AIM OF THE TASK: Where the records below reach the line containing "filename crates/advisor-core/tests/failure_tests.rs", start transcribing, and end with the line containing "RunStatus, at: DateTime<Utc>)", exactly and with nothing else added.
*** Opening INPUT FOR THIS TASK ***
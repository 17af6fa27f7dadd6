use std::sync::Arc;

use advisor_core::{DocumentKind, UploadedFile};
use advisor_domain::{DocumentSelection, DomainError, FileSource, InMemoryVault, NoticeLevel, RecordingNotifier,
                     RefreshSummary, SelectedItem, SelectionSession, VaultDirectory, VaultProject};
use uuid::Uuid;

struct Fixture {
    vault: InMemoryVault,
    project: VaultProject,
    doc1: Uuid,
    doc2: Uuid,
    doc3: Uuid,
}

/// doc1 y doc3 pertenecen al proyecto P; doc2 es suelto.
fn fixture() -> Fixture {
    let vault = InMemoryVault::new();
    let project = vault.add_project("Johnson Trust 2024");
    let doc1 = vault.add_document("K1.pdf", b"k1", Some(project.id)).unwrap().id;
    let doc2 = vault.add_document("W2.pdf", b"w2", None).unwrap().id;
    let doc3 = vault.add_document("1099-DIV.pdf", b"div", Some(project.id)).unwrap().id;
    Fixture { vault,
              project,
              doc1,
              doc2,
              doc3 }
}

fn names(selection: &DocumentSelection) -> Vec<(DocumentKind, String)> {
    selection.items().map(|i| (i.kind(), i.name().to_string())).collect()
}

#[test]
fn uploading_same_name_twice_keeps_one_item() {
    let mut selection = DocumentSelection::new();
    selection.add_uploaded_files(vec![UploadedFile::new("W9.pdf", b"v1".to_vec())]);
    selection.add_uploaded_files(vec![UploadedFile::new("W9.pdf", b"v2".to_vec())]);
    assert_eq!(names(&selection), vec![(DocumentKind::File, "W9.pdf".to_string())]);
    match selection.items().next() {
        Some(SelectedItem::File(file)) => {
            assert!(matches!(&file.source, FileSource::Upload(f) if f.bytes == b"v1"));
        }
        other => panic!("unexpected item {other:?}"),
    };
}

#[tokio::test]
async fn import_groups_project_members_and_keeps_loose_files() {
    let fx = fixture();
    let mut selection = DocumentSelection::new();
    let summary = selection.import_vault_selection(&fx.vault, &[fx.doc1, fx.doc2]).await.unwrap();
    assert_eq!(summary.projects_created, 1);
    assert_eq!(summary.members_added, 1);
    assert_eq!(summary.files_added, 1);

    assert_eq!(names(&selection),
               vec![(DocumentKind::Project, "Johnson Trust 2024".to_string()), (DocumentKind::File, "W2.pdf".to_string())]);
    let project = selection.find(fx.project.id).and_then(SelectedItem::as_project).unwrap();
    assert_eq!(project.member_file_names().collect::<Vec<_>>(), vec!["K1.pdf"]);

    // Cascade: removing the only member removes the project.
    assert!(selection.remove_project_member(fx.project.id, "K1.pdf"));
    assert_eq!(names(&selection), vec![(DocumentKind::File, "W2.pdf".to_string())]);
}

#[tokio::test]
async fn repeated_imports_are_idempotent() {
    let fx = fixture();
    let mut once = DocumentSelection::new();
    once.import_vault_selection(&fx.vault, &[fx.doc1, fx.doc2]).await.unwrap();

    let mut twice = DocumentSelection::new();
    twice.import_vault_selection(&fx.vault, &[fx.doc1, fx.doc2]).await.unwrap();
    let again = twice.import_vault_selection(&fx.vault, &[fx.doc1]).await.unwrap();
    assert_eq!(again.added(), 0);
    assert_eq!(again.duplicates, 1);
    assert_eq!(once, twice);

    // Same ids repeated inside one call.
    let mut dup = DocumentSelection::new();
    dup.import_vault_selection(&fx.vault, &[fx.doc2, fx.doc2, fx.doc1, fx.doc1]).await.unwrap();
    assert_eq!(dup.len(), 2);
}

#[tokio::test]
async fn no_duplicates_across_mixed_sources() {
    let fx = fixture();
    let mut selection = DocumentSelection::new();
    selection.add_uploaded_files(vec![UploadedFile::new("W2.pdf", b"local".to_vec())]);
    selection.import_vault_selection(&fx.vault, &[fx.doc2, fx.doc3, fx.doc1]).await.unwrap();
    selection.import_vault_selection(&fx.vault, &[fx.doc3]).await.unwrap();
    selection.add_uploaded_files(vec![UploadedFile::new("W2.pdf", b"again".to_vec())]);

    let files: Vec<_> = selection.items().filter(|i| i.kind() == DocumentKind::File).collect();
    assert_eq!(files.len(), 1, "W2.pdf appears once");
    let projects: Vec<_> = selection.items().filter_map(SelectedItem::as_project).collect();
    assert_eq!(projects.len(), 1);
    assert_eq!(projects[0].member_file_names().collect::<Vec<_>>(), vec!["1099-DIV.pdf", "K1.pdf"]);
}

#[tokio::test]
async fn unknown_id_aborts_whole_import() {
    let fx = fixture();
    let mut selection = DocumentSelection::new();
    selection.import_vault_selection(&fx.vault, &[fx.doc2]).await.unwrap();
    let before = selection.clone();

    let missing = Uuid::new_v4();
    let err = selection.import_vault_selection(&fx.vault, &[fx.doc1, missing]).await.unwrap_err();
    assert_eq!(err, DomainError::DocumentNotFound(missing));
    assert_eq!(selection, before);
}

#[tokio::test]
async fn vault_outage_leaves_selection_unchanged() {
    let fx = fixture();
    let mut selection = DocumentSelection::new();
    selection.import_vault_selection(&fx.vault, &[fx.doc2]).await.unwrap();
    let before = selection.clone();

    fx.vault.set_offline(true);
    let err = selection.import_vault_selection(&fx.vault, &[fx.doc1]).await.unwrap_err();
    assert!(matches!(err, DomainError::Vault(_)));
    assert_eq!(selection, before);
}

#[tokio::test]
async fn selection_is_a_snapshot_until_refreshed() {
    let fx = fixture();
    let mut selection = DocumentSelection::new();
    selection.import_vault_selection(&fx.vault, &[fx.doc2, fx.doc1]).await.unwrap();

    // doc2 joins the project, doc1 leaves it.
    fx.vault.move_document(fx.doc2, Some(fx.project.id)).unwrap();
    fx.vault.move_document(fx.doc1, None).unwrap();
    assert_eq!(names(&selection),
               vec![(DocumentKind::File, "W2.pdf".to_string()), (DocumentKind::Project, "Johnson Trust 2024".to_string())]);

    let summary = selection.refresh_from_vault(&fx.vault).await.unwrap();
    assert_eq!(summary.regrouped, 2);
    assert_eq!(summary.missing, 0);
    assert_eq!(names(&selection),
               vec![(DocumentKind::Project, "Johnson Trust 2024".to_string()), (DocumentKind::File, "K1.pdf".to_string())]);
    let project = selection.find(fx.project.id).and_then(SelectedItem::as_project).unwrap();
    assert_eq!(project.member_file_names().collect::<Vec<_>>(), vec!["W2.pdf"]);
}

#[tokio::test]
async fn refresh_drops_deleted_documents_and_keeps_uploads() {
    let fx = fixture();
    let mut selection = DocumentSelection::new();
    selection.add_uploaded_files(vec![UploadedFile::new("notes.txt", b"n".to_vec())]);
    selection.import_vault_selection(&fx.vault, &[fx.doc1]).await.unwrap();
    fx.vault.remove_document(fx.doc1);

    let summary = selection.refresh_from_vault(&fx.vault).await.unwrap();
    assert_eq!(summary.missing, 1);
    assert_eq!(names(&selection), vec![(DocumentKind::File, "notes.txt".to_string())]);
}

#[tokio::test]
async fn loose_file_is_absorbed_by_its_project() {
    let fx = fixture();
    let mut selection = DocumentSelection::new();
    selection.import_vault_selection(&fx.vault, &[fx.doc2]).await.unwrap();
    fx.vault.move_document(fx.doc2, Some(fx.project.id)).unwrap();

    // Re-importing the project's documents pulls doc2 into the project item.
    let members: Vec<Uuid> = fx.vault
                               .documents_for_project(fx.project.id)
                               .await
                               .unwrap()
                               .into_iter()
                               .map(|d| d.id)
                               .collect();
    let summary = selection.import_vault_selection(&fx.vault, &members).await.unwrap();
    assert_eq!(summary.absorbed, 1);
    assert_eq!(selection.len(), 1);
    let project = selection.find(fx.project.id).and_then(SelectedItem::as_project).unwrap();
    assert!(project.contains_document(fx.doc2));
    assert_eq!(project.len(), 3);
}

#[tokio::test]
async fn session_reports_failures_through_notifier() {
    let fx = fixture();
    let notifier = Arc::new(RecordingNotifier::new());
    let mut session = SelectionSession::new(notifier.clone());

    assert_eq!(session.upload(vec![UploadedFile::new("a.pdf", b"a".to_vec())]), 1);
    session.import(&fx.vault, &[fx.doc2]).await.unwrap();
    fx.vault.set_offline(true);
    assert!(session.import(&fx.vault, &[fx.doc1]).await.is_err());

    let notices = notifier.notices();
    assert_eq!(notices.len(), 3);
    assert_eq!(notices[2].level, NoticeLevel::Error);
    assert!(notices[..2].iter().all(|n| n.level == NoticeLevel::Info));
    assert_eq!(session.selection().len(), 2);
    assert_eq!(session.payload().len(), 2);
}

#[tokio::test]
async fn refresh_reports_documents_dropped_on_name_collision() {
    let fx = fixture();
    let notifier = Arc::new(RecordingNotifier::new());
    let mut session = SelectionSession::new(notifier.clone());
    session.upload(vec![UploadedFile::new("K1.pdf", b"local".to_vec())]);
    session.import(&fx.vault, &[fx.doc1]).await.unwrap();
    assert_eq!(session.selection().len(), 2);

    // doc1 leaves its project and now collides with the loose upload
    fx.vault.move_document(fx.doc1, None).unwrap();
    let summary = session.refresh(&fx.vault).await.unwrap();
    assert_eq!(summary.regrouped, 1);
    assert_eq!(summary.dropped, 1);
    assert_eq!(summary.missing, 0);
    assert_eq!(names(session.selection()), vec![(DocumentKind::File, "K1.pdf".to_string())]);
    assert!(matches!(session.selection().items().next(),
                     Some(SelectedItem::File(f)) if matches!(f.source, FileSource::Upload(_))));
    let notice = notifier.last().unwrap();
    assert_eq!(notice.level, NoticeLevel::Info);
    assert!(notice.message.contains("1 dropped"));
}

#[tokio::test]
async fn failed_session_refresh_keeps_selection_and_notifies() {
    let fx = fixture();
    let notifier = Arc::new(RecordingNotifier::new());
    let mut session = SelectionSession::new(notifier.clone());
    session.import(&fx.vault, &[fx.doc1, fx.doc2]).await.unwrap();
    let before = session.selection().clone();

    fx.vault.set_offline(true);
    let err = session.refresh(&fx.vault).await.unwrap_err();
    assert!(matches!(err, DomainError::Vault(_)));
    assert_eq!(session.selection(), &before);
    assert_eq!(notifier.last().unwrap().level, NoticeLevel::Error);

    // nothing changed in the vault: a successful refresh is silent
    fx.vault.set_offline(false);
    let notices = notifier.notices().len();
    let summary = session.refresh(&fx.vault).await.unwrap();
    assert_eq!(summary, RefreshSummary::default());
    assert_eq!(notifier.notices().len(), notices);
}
*** Closing INPUT FOR THIS TASK ***
*** Opening INPUT FOR THIS TASK ***
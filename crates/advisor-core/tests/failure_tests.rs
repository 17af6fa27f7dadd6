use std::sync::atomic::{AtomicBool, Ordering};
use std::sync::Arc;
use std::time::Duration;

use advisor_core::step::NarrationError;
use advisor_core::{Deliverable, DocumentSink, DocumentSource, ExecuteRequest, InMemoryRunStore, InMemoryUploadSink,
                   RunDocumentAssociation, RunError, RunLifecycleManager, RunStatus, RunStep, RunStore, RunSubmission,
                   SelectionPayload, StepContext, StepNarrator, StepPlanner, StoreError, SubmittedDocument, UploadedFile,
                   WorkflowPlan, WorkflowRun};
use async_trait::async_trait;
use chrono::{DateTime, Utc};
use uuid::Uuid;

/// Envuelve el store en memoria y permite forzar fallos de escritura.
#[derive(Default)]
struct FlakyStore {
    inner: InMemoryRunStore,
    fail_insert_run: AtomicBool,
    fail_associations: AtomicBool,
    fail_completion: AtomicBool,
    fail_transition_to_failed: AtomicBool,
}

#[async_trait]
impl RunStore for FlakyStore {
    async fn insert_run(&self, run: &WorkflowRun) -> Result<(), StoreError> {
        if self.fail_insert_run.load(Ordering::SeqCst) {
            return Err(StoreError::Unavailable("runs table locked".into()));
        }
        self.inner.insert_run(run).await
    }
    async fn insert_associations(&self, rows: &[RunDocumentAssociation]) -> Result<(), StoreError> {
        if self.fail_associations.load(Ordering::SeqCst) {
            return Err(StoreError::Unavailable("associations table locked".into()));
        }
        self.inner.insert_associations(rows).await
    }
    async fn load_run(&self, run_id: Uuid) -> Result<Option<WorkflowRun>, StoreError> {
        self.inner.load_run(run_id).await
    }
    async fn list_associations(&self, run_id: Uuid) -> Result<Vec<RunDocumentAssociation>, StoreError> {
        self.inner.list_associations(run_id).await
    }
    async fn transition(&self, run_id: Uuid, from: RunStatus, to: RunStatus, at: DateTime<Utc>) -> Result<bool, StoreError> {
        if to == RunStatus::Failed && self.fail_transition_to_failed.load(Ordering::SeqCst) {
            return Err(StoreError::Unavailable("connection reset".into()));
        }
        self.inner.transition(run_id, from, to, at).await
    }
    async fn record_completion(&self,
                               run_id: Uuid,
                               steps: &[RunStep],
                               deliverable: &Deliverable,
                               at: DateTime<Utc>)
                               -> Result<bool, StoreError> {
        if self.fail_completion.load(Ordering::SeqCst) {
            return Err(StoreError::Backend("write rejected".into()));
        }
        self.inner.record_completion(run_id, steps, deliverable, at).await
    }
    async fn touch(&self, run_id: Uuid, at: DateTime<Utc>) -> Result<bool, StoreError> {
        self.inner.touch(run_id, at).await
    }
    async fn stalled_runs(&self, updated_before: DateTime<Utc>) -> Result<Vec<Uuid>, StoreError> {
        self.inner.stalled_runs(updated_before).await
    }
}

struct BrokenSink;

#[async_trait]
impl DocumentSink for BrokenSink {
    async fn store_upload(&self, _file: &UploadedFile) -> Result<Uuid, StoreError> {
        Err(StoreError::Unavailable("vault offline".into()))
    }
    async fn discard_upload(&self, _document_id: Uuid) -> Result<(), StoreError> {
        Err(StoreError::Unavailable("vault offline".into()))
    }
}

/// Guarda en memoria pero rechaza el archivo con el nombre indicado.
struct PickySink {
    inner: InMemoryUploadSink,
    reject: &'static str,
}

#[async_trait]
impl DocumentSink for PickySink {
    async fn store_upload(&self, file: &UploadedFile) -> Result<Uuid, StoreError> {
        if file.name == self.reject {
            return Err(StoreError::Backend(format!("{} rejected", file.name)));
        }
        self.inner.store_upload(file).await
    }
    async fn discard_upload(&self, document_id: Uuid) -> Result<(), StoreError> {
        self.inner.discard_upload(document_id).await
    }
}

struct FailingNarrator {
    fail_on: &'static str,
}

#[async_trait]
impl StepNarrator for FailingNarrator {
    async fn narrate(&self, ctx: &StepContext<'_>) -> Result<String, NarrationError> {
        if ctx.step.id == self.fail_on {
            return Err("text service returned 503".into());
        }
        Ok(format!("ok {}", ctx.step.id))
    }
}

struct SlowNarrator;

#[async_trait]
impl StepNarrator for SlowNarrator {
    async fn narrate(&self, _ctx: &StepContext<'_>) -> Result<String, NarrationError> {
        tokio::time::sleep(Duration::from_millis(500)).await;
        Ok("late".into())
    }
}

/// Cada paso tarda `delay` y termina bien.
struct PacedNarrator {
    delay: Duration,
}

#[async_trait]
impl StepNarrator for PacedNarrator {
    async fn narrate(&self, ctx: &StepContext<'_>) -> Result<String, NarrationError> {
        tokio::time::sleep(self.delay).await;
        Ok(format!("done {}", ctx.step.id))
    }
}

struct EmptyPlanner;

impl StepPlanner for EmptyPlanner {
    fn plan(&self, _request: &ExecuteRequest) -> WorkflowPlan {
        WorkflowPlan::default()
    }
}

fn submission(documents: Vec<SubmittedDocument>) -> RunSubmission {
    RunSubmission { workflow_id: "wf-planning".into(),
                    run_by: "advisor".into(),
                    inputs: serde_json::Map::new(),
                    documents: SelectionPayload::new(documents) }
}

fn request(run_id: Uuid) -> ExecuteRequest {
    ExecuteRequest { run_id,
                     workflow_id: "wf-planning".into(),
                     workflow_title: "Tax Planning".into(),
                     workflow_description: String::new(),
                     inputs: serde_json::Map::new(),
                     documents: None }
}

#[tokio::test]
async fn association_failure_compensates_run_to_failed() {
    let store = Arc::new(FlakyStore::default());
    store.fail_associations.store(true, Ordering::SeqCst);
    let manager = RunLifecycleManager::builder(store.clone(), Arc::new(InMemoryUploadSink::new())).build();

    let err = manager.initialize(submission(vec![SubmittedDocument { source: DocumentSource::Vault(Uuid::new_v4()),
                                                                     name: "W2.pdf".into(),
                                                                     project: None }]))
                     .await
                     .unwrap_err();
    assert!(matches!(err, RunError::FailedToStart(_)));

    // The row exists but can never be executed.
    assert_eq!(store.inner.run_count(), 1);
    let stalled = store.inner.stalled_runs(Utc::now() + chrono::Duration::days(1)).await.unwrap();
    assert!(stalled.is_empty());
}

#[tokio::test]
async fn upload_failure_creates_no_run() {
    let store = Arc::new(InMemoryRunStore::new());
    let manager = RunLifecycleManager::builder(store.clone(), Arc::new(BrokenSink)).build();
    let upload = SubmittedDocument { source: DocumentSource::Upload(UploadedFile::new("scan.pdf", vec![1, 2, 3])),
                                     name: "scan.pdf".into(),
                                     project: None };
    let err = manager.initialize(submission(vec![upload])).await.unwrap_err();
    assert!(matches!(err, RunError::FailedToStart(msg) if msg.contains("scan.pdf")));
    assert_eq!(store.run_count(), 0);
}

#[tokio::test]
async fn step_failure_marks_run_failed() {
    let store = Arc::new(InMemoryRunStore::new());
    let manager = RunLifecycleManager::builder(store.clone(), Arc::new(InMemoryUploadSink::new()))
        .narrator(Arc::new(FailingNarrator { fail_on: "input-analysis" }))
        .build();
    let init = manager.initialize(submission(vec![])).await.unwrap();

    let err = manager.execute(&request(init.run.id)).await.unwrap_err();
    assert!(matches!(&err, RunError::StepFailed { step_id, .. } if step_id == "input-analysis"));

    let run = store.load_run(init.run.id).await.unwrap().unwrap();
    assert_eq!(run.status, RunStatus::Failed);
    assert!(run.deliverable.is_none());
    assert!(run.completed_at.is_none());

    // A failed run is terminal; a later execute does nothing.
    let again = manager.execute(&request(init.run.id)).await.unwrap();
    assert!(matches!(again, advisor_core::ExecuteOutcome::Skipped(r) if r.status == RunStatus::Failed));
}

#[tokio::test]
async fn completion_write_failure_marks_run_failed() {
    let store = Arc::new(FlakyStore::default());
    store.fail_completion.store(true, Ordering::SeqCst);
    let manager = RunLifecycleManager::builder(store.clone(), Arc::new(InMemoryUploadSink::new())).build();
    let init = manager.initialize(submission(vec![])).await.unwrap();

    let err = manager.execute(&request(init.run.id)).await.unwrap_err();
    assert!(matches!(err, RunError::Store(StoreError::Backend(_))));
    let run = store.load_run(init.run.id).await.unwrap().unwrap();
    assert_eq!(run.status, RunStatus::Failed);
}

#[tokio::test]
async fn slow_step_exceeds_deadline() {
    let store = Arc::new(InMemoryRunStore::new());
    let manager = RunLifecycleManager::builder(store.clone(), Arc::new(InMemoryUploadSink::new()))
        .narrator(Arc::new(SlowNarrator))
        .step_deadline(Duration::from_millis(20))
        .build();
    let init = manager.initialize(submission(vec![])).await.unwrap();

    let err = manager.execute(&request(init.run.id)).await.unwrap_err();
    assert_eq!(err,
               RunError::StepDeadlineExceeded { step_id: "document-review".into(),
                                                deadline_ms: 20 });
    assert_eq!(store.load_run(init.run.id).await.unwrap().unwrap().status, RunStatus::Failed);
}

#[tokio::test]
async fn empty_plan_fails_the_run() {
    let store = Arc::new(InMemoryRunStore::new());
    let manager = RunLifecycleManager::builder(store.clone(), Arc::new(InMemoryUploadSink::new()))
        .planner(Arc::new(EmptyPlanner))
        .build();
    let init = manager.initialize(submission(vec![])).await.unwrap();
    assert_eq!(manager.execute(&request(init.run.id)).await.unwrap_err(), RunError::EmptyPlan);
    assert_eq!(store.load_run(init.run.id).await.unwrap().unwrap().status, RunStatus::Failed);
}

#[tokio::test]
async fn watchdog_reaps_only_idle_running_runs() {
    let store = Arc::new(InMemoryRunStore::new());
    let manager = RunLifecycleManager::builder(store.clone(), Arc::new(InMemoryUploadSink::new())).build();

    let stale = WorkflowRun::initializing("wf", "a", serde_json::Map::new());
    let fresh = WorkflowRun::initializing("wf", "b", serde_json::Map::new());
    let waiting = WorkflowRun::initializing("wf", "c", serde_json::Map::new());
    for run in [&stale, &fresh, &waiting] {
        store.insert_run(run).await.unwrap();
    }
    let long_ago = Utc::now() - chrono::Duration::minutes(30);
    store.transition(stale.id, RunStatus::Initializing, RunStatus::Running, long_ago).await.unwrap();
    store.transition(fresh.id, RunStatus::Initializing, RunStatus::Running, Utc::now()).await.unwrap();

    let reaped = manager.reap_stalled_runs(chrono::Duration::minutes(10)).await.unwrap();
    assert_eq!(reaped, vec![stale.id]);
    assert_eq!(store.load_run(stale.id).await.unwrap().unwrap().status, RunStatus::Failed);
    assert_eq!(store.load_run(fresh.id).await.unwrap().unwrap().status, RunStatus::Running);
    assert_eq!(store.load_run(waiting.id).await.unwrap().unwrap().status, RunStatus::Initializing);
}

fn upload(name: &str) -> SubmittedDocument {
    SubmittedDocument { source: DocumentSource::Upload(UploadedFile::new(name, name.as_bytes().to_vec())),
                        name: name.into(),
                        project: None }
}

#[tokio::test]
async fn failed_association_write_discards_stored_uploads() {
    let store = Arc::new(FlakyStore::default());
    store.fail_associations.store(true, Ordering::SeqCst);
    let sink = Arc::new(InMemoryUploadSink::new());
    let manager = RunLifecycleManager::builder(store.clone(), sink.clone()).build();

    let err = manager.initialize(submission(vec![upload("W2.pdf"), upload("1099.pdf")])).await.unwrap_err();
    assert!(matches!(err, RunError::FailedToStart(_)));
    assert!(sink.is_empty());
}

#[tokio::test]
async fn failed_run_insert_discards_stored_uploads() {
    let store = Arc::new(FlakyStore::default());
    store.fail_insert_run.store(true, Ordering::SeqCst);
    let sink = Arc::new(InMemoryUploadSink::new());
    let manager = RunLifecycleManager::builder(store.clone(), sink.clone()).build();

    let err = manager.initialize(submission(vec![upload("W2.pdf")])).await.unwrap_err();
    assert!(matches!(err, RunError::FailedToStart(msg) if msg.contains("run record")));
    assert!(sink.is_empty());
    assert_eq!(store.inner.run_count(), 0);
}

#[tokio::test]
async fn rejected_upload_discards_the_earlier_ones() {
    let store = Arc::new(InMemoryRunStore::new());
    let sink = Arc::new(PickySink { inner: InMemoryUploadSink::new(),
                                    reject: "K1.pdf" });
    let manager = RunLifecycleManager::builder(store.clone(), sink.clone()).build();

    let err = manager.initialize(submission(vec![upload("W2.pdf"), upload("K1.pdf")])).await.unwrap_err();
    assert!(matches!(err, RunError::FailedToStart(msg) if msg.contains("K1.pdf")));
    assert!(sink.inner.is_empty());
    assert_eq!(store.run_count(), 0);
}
*** Closing INPUT FOR THIS TASK ***
RESULT:
filename crates/advisor-core/tests/failure_tests.rs
repository 17af6fa27f7dadd6
use std::sync::atomic::{AtomicBool, Ordering};
use std::sync::Arc;
use std::time::Duration;

use advisor_core::step::NarrationError;
use advisor_core::{Deliverable, DocumentSink, DocumentSource, ExecuteRequest, InMemoryRunStore, InMemoryUploadSink,
                   RunDocumentAssociation, RunError, RunLifecycleManager, RunStatus, RunStep, RunStore, RunSubmission,
                   SelectionPayload, StepContext, StepNarrator, StepPlanner, StoreError, SubmittedDocument, UploadedFile,
                   WorkflowPlan, WorkflowRun};
use async_trait::async_trait;
use chrono::{DateTime, Utc};
use uuid::Uuid;

/// Envuelve el store en memoria y permite forzar fallos de escritura.
#[derive(Default)]
struct FlakyStore {
    inner: InMemoryRunStore,
    fail_insert_run: AtomicBool,
    fail_associations: AtomicBool,
    fail_completion: AtomicBool,
    fail_transition_to_failed: AtomicBool,
}

#[async_trait]
impl RunStore for FlakyStore {
    async fn insert_run(&self, run: &WorkflowRun) -> Result<(), StoreError> {
        if self.fail_insert_run.load(Ordering::SeqCst) {
            return Err(StoreError::Unavailable("runs table locked".into()));
        }
        self.inner.insert_run(run).await
    }
    async fn insert_associations(&self, rows: &[RunDocumentAssociation]) -> Result<(), StoreError> {
        if self.fail_associations.load(Ordering::SeqCst) {
            return Err(StoreError::Unavailable("associations table locked".into()));
        }
        self.inner.insert_associations(rows).await
    }
    async fn load_run(&self, run_id: Uuid) -> Result<Option<WorkflowRun>, StoreError> {
        self.inner.load_run(run_id).await
    }
    async fn list_associations(&self, run_id: Uuid) -> Result<Vec<RunDocumentAssociation>, StoreError> {
        self.inner.list_associations(run_id).await
    }
    async fn transition(&self, run_id: Uuid, from: RunStatus, to: RunStatus, at: DateTime<Utc>) -> Result<bool, StoreError> {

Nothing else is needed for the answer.